EXTRACTED DATA section start

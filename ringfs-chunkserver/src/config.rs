use serde::{Deserialize, Serialize};
use std::net::SocketAddr;
use std::path::PathBuf;
use std::time::Duration;

/// Configuration for the ChunkServer
#[derive(Debug, Clone, Serialize, Deserialize)]
pub struct ChunkServerConfig {
    /// Directory holding the chunk blobs
    pub data_dir: PathBuf,

    /// Server bind address
    pub bind_address: String,

    /// Server port
    pub port: u16,

    /// Maximum number of connections served at once
    pub max_connections: usize,

    /// Seconds to wait on a silent peer before giving up on the connection
    pub io_timeout_secs: u64,
}

impl Default for ChunkServerConfig {
    fn default() -> Self {
        Self {
            data_dir: PathBuf::from("./dfs1"),
            bind_address: "0.0.0.0".to_string(),
            port: 10001,
            max_connections: 256,
            io_timeout_secs: 30,
        }
    }
}

impl ChunkServerConfig {
    /// Load configuration from specific file
    pub fn from_file<P: AsRef<std::path::Path>>(path: P) -> anyhow::Result<Self> {
        let builder = Self::builder_with_defaults()?
            .add_source(config::File::with_name(path.as_ref().to_string_lossy().as_ref()))
            .add_source(config::Environment::with_prefix("RINGFS_CHUNKSERVER"));

        let config: ChunkServerConfig = builder.build()?.try_deserialize()?;
        config.validate()?;
        Ok(config)
    }

    /// Load configuration from file or environment
    pub fn load() -> anyhow::Result<Self> {
        let mut builder = Self::builder_with_defaults()?;

        if let Ok(config_file) = std::env::var("RINGFS_CHUNKSERVER_CONFIG") {
            builder = builder.add_source(config::File::with_name(&config_file));
        } else {
            let config_paths = [
                "/etc/ringfs/chunkserver.toml",
                "./chunkserver.toml",
                "./config/chunkserver.toml",
            ];

            for path in &config_paths {
                if std::path::Path::new(path).exists() {
                    builder = builder.add_source(config::File::with_name(path));
                    break;
                }
            }
        }

        builder = builder.add_source(config::Environment::with_prefix("RINGFS_CHUNKSERVER"));

        let config: ChunkServerConfig = builder.build()?.try_deserialize()?;
        config.validate()?;
        Ok(config)
    }

    fn builder_with_defaults(
    ) -> anyhow::Result<config::ConfigBuilder<config::builder::DefaultState>> {
        let defaults = Self::default();
        Ok(config::Config::builder()
            .set_default("data_dir", defaults.data_dir.to_string_lossy().to_string())?
            .set_default("bind_address", defaults.bind_address)?
            .set_default("port", defaults.port as i64)?
            .set_default("max_connections", defaults.max_connections as i64)?
            .set_default("io_timeout_secs", defaults.io_timeout_secs as i64)?)
    }

    /// Validate configuration parameters
    pub fn validate(&self) -> anyhow::Result<()> {
        if self.max_connections == 0 {
            return Err(anyhow::anyhow!("Max connections must be greater than 0"));
        }

        if self.io_timeout_secs == 0 {
            return Err(anyhow::anyhow!("I/O timeout must be greater than 0"));
        }

        if self.data_dir.as_os_str().is_empty() {
            return Err(anyhow::anyhow!("Data directory must not be empty"));
        }

        Ok(())
    }

    pub fn io_timeout(&self) -> Duration {
        Duration::from_secs(self.io_timeout_secs)
    }

    /// Address the listener binds to
    pub fn listen_addr(&self) -> anyhow::Result<SocketAddr> {
        format!("{}:{}", self.bind_address, self.port)
            .parse()
            .map_err(|e| {
                anyhow::anyhow!(
                    "Invalid bind address {}:{}: {}",
                    self.bind_address,
                    self.port,
                    e
                )
            })
    }
}
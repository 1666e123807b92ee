use thiserror::Error;

use ringfs_protocol::{ProtocolError, Response};

/// ChunkServer specific errors
#[derive(Error, Debug)]
pub enum ChunkServerError {
    #[error("I/O error: {0}")]
    Io(#[from] std::io::Error),

    #[error("Protocol error: {0}")]
    Protocol(#[from] ProtocolError),

    #[error("Blob not found: {name}")]
    BlobNotFound { name: String },

    #[error("Invalid blob name {name:?}: {reason}")]
    InvalidBlobName { name: String, reason: String },

    #[error("Timed out waiting for {0}")]
    Timeout(&'static str),

    #[error("Connection closed before {0}")]
    ConnectionClosed(&'static str),

    #[error("Configuration error: {0}")]
    Config(String),

    #[error("Storage error: {0}")]
    Storage(String),
}

impl ChunkServerError {
    /// Response sent to the peer when a request fails before its body starts
    pub fn to_response(&self) -> Response {
        match self {
            ChunkServerError::BlobNotFound { .. } => Response::NotFound,
            other => Response::Error(other.to_string()),
        }
    }
}

/// Result type for ChunkServer operations
pub type Result<T> = std::result::Result<T, ChunkServerError>;
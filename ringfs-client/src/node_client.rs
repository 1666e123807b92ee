//! Client side of the node protocol.
//!
//! Every request opens its own connection, the way the node serves them:
//! one request per connection, closed once the response is complete.

use bytes::{Bytes, BytesMut};
use futures::{SinkExt, StreamExt};
use std::time::Duration;
use tokio::net::TcpStream;
use tokio::time::timeout;
use tokio_util::codec::Framed;
use tracing::{debug, trace};

use ringfs_common::NodeInfo;
use ringfs_protocol::{ClientCodec, Frame, ProtocolError, Request, Response, MAX_PAYLOAD_BLOCK};

use crate::error::{ClientError, ClientResult};

type Connection = Framed<TcpStream, ClientCodec>;

/// Talks to a single storage node
#[derive(Debug, Clone)]
pub struct NodeClient {
    node: NodeInfo,
    connect_timeout: Duration,
    io_timeout: Duration,
}

impl NodeClient {
    pub fn new(node: NodeInfo, connect_timeout: Duration, io_timeout: Duration) -> Self {
        Self {
            node,
            connect_timeout,
            io_timeout,
        }
    }

    pub fn node(&self) -> &NodeInfo {
        &self.node
    }

    /// Open a raw connection within the connect timeout
    pub async fn connect_stream(&self) -> ClientResult<TcpStream> {
        let address = self.node.address();
        match timeout(self.connect_timeout, TcpStream::connect(&address)).await {
            Ok(Ok(stream)) => {
                trace!("Connected to {} at {}", self.node.name, address);
                Ok(stream)
            }
            Ok(Err(e)) => Err(self.unreachable(e.to_string())),
            Err(_) => Err(self.unreachable(format!(
                "connect timed out after {:?}",
                self.connect_timeout
            ))),
        }
    }

    /// List every blob name the node holds
    pub async fn enumerate(&self) -> ClientResult<Vec<String>> {
        let mut connection = self.connect().await?;
        self.send(&mut connection, Request::Enumerate).await?;

        match self.next_message(&mut connection, "listing").await? {
            Response::Ok => {}
            other => return Err(self.unexpected("listing", other)),
        }

        let mut names = Vec::new();
        loop {
            match self.next_message(&mut connection, "listing entry").await? {
                Response::Blob(name) => names.push(name),
                Response::End => break,
                other => return Err(self.unexpected("listing entry", other)),
            }
        }

        debug!("{} holds {} blobs", self.node.name, names.len());
        Ok(names)
    }

    /// Store `data` under the blob name `name`
    pub async fn store(&self, name: &str, data: Bytes) -> ClientResult<()> {
        let mut connection = self.connect().await?;
        self.send(
            &mut connection,
            Request::Store {
                name: name.to_string(),
                length: data.len() as u64,
            },
        )
        .await?;

        match self.next_message(&mut connection, "store acknowledgement").await? {
            Response::Ok => {}
            other => return Err(self.unexpected("store acknowledgement", other)),
        }

        let mut offset = 0;
        while offset < data.len() {
            let end = (offset + MAX_PAYLOAD_BLOCK).min(data.len());
            let block = Frame::Payload(data.slice(offset..end));
            self.with_io_timeout("payload", connection.feed(block)).await?;
            offset = end;
        }
        self.with_io_timeout("payload", connection.flush()).await?;

        match self.next_message(&mut connection, "store result").await? {
            Response::Success => {
                debug!("Stored {} ({} bytes) on {}", name, data.len(), self.node.name);
                Ok(())
            }
            Response::Failed => Err(ClientError::Rejected {
                node: self.node.name.clone(),
                message: format!("store of {} failed", name),
            }),
            other => Err(self.unexpected("store result", other)),
        }
    }

    /// Fetch the blob `name`; `None` when the node does not have it
    pub async fn fetch(&self, name: &str) -> ClientResult<Option<Bytes>> {
        let mut connection = self.connect().await?;
        self.send(
            &mut connection,
            Request::Fetch {
                name: name.to_string(),
            },
        )
        .await?;

        let length = match self.next_message(&mut connection, "fetch result").await? {
            Response::Data { length } => length,
            Response::NotFound => {
                debug!("{} has no blob {}", self.node.name, name);
                return Ok(None);
            }
            other => return Err(self.unexpected("fetch result", other)),
        };

        let mut data = BytesMut::with_capacity(length.min(MAX_PAYLOAD_BLOCK as u64 * 16) as usize);
        while (data.len() as u64) < length {
            match self.next_frame(&mut connection, "blob data").await? {
                Frame::Payload(block) => data.extend_from_slice(&block),
                Frame::Message(message) => return Err(self.unexpected("blob data", message)),
            }
        }

        debug!("Fetched {} ({} bytes) from {}", name, length, self.node.name);
        Ok(Some(data.freeze()))
    }

    async fn connect(&self) -> ClientResult<Connection> {
        let stream = self.connect_stream().await?;
        Ok(Framed::new(stream, ClientCodec::new()))
    }

    async fn send(&self, connection: &mut Connection, request: Request) -> ClientResult<()> {
        trace!("-> {}: {}", self.node.name, request);
        self.with_io_timeout("request", connection.send(Frame::Message(request)))
            .await
    }

    async fn next_frame(
        &self,
        connection: &mut Connection,
        waiting_for: &'static str,
    ) -> ClientResult<Frame<Response>> {
        match timeout(self.io_timeout, connection.next()).await {
            Ok(Some(Ok(frame))) => Ok(frame),
            Ok(Some(Err(e))) => Err(self.protocol(e)),
            Ok(None) => Err(self.protocol(ProtocolError::Unexpected {
                expected: waiting_for,
                got: "end of stream".to_string(),
            })),
            Err(_) => Err(self.unreachable(format!(
                "timed out after {:?} waiting for {}",
                self.io_timeout, waiting_for
            ))),
        }
    }

    async fn next_message(
        &self,
        connection: &mut Connection,
        waiting_for: &'static str,
    ) -> ClientResult<Response> {
        match self.next_frame(connection, waiting_for).await? {
            Frame::Message(response) => {
                trace!("<- {}: {}", self.node.name, response);
                Ok(response)
            }
            Frame::Payload(block) => Err(self.protocol(ProtocolError::Unexpected {
                expected: waiting_for,
                got: format!("{} payload bytes", block.len()),
            })),
        }
    }

    async fn with_io_timeout<F>(&self, what: &'static str, operation: F) -> ClientResult<()>
    where
        F: std::future::Future<Output = Result<(), ProtocolError>>,
    {
        match timeout(self.io_timeout, operation).await {
            Ok(result) => result.map_err(|e| self.protocol(e)),
            Err(_) => Err(self.unreachable(format!(
                "timed out after {:?} sending {}",
                self.io_timeout, what
            ))),
        }
    }

    fn unexpected(&self, expected: &'static str, got: Response) -> ClientError {
        match got {
            Response::Error(message) => ClientError::Rejected {
                node: self.node.name.clone(),
                message,
            },
            other => self.protocol(ProtocolError::Unexpected {
                expected,
                got: other.to_string(),
            }),
        }
    }

    fn protocol(&self, source: ProtocolError) -> ClientError {
        ClientError::Protocol {
            node: self.node.name.clone(),
            source,
        }
    }

    fn unreachable(&self, reason: String) -> ClientError {
        ClientError::NodeUnreachable {
            node: self.node.name.clone(),
            reason,
        }
    }
}
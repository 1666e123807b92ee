//! Shared building blocks for RingFS: node identities, chunk naming,
//! the node list and the deterministic placement ring.

pub mod config;
pub mod error;
pub mod placement;
pub mod types;

pub use config::NodeList;
pub use error::{Result, RingError};
pub use placement::{ChunkPair, Placement};
pub use types::*;
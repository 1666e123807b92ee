use std::net::SocketAddr;
use std::time::Duration;
use tempfile::TempDir;
use tokio::io::{AsyncReadExt, AsyncWriteExt};
use tokio::net::TcpStream;

use ringfs_chunkserver::{ChunkServer, ChunkServerConfig};

async fn start_server(temp_dir: &TempDir) -> SocketAddr {
    start_server_with(temp_dir, ChunkServerConfig::default().max_connections).await
}

async fn start_server_with(temp_dir: &TempDir, max_connections: usize) -> SocketAddr {
    let config = ChunkServerConfig {
        data_dir: temp_dir.path().join("dfs1"),
        bind_address: "127.0.0.1".to_string(),
        port: 0,
        max_connections,
        io_timeout_secs: 1,
    };
    let server = ChunkServer::bind(config).await.unwrap();
    let addr = server.local_addr().unwrap();
    tokio::spawn(server.run());
    addr
}

async fn exchange(addr: SocketAddr, request: &[u8]) -> Vec<u8> {
    let mut stream = TcpStream::connect(addr).await.unwrap();
    stream.write_all(request).await.unwrap();
    let mut response = Vec::new();
    stream.read_to_end(&mut response).await.unwrap();
    response
}

#[tokio::test(flavor = "multi_thread", worker_threads = 4)]
async fn test_parallel_stores_to_distinct_names() {
    let temp_dir = TempDir::new().unwrap();
    let addr = start_server(&temp_dir).await;

    let mut tasks = Vec::new();
    for i in 0..32u32 {
        tasks.push(tokio::spawn(async move {
            let payload = vec![i as u8; 4096 + i as usize];
            let name = format!("file{:02}.{}", i, i % 4 + 1);
            let mut request = format!("STORE {} {}\n", payload.len(), name).into_bytes();
            request.extend_from_slice(&payload);
            exchange(addr, &request).await
        }));
    }
    for task in tasks {
        assert_eq!(task.await.unwrap(), b"OK\nSUCCESS\n");
    }

    let listing = String::from_utf8(exchange(addr, b"ENUMERATE\n").await).unwrap();
    let blobs: Vec<&str> = listing
        .lines()
        .filter_map(|line| line.strip_prefix("BLOB "))
        .collect();
    assert_eq!(blobs.len(), 32);
    assert_eq!(blobs[0], "file00.1");

    let fetched = exchange(addr, b"FETCH file05.2\n").await;
    let header = b"DATA 4101\n";
    assert_eq!(&fetched[..header.len()], header);
    assert!(fetched[header.len()..].iter().all(|b| *b == 5));
    assert_eq!(fetched.len() - header.len(), 4101);
}

#[tokio::test]
async fn test_stalled_store_does_not_block_others() {
    let temp_dir = TempDir::new().unwrap();
    let addr = start_server(&temp_dir).await;

    // Announces 100 bytes, sends 10 and goes quiet
    let mut stalled = TcpStream::connect(addr).await.unwrap();
    stalled.write_all(b"STORE 100 slow.1\n0123456789").await.unwrap();

    let response = tokio::time::timeout(
        Duration::from_millis(500),
        exchange(addr, b"STORE 4 fast.1\nfast"),
    )
    .await
    .unwrap();
    assert_eq!(response, b"OK\nSUCCESS\n");

    // The stalled peer is cut off after the I/O timeout and its blob discarded
    let mut rest = Vec::new();
    stalled.read_to_end(&mut rest).await.unwrap();
    assert_eq!(rest, b"OK\nFAILED\n");

    let listing = exchange(addr, b"ENUMERATE\n").await;
    assert_eq!(listing, b"OK\nBLOB fast.1\nEND\n");
}

#[tokio::test]
async fn test_stalled_fetch_reader_releases_its_slot() {
    let temp_dir = TempDir::new().unwrap();
    let addr = start_server_with(&temp_dir, 1).await;
    std::fs::write(temp_dir.path().join("dfs1").join("big.1"), vec![1u8; 32 << 20]).unwrap();

    // Asks for far more than the socket buffers hold and never reads
    let mut stalled = TcpStream::connect(addr).await.unwrap();
    stalled.write_all(b"FETCH big.1\n").await.unwrap();
    tokio::time::sleep(Duration::from_millis(200)).await;

    let listing = tokio::time::timeout(Duration::from_secs(5), exchange(addr, b"ENUMERATE\n"))
        .await
        .unwrap();
    assert_eq!(listing, b"OK\nBLOB big.1\nEND\n");
    drop(stalled);
}
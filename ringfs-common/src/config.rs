use std::collections::HashSet;
use std::path::Path;
use tracing::debug;

use crate::error::{Result, RingError};
use crate::types::NodeInfo;

/// Ordered, non-empty list of storage nodes.
///
/// The position of a node in the list is its placement index, so the order
/// must be identical for every client of the same cluster.
#[derive(Debug, Clone, PartialEq, Eq)]
pub struct NodeList {
    nodes: Vec<NodeInfo>,
}

impl NodeList {
    pub fn new(nodes: Vec<NodeInfo>) -> Result<Self> {
        if nodes.is_empty() {
            return Err(RingError::Configuration("node list is empty".to_string()));
        }

        let mut seen = HashSet::new();
        for node in &nodes {
            if node.port == 0 {
                return Err(RingError::Configuration(format!(
                    "node {} has port 0",
                    node.name
                )));
            }
            if !seen.insert(node.name.clone()) {
                return Err(RingError::Configuration(format!(
                    "node {} is listed twice",
                    node.name
                )));
            }
        }

        Ok(Self { nodes })
    }

    /// Parse `server <name> <host>:<port>` lines.
    ///
    /// Blank lines and lines starting with `#` are skipped; anything else is
    /// an error.
    pub fn parse(text: &str) -> Result<Self> {
        let mut nodes = Vec::new();

        for (number, raw) in text.lines().enumerate() {
            let line = raw.trim();
            if line.is_empty() || line.starts_with('#') {
                continue;
            }
            nodes.push(parse_server_line(line).map_err(|reason| {
                RingError::Configuration(format!("line {}: {}", number + 1, reason))
            })?);
        }

        Self::new(nodes)
    }

    /// Load the node list from a file
    pub fn from_file<P: AsRef<Path>>(path: P) -> Result<Self> {
        let path = path.as_ref();
        let text = std::fs::read_to_string(path).map_err(|e| {
            RingError::Configuration(format!("cannot read node list {}: {}", path.display(), e))
        })?;
        let list = Self::parse(&text)?;
        debug!("Loaded {} nodes from {}", list.len(), path.display());
        Ok(list)
    }

    pub fn len(&self) -> usize {
        self.nodes.len()
    }

    pub fn is_empty(&self) -> bool {
        self.nodes.is_empty()
    }

    pub fn get(&self, index: usize) -> Option<&NodeInfo> {
        self.nodes.get(index)
    }

    pub fn iter(&self) -> std::slice::Iter<'_, NodeInfo> {
        self.nodes.iter()
    }

    pub fn nodes(&self) -> &[NodeInfo] {
        &self.nodes
    }
}

impl<'a> IntoIterator for &'a NodeList {
    type Item = &'a NodeInfo;
    type IntoIter = std::slice::Iter<'a, NodeInfo>;

    fn into_iter(self) -> Self::IntoIter {
        self.nodes.iter()
    }
}

fn parse_server_line(line: &str) -> std::result::Result<NodeInfo, String> {
    let mut fields = line.split_whitespace();

    match fields.next() {
        Some("server") => {}
        Some(other) => return Err(format!("unknown directive {:?}", other)),
        None => return Err("empty line".to_string()),
    }

    let name = fields.next().ok_or("missing node name")?;
    let address = fields.next().ok_or("missing node address")?;
    if let Some(extra) = fields.next() {
        return Err(format!("unexpected field {:?}", extra));
    }

    let (host, port) = address
        .rsplit_once(':')
        .ok_or_else(|| format!("address {:?} is not host:port", address))?;
    if host.is_empty() {
        return Err(format!("address {:?} has no host", address));
    }
    let port = port
        .parse::<u16>()
        .map_err(|_| format!("invalid port in {:?}", address))?;

    Ok(NodeInfo::new(name, host, port))
}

EXTRACTED DATA section end

> _PROBLEM REQUIREMENTS_:
In the entries above, identify every line with the string "blobs".

> _ANSWER TO THIS PROBLEM_:
    /// Directory holding the chunk blobs
        debug!("{} holds {} blobs", self.node.name, names.len());
    let blobs: Vec<&str> = listing
    assert_eq!(blobs.len(), 32);
    assert_eq!(blobs[0], "file00.1");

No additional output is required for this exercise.